:: Records for this task

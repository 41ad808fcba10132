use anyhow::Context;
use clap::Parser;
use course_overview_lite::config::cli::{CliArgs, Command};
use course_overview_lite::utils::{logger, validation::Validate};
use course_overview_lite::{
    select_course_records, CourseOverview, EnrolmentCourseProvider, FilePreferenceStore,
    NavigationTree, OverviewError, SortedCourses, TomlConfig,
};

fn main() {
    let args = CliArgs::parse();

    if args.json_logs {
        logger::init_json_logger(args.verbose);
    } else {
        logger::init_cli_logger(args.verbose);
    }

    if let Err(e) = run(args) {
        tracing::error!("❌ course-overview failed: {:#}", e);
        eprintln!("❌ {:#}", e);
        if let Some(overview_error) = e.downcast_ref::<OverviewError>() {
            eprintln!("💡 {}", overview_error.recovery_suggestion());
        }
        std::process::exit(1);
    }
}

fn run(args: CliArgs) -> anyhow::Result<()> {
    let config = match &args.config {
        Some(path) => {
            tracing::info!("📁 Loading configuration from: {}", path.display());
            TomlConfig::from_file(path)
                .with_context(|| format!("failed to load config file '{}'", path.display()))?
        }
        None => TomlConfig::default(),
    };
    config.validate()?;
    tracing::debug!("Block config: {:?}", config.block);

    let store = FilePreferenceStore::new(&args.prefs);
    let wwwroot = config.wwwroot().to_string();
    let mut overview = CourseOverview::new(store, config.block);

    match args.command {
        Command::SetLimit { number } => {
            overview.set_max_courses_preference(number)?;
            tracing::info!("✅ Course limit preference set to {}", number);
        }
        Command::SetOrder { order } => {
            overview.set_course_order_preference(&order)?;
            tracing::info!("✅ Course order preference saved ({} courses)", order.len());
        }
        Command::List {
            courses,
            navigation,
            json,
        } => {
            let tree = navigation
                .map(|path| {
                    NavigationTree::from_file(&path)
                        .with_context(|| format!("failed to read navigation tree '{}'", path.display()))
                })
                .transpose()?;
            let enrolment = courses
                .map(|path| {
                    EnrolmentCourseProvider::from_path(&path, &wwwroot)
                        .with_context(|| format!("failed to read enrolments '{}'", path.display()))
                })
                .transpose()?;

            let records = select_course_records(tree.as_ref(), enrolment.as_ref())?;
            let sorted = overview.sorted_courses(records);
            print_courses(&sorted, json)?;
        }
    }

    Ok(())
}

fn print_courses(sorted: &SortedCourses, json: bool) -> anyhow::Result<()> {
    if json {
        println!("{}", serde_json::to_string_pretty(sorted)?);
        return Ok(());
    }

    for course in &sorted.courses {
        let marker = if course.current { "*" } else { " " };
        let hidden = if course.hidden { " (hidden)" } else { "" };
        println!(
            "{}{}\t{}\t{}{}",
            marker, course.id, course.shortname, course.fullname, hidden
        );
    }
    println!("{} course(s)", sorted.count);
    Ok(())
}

::::
:: Records for this task

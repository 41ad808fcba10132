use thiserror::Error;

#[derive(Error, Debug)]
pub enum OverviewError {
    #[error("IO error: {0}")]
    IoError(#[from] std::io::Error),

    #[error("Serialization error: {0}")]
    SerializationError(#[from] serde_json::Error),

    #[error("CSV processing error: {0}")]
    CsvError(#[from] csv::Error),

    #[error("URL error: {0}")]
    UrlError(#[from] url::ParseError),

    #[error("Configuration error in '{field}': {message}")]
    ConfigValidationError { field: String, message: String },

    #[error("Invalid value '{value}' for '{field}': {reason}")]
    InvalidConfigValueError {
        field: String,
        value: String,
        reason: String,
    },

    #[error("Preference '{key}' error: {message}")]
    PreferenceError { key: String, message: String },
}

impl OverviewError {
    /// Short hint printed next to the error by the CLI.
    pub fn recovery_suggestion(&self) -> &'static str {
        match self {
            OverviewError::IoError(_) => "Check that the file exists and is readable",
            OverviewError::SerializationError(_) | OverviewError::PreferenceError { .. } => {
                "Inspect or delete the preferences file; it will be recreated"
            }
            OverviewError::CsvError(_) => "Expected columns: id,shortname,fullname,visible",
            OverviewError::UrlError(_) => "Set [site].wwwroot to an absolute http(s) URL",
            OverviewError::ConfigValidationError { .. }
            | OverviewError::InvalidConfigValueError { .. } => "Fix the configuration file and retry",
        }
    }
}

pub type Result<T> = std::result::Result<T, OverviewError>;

::::

Problem to work on - Copy all lines from the data that hold the word "message".

Output for this exercise -
    #[error("Configuration error in '{field}': {message}")]
    ConfigValidationError { field: String, message: String },
    #[error("Preference '{key}' error: {message}")]
    PreferenceError { key: String, message: String },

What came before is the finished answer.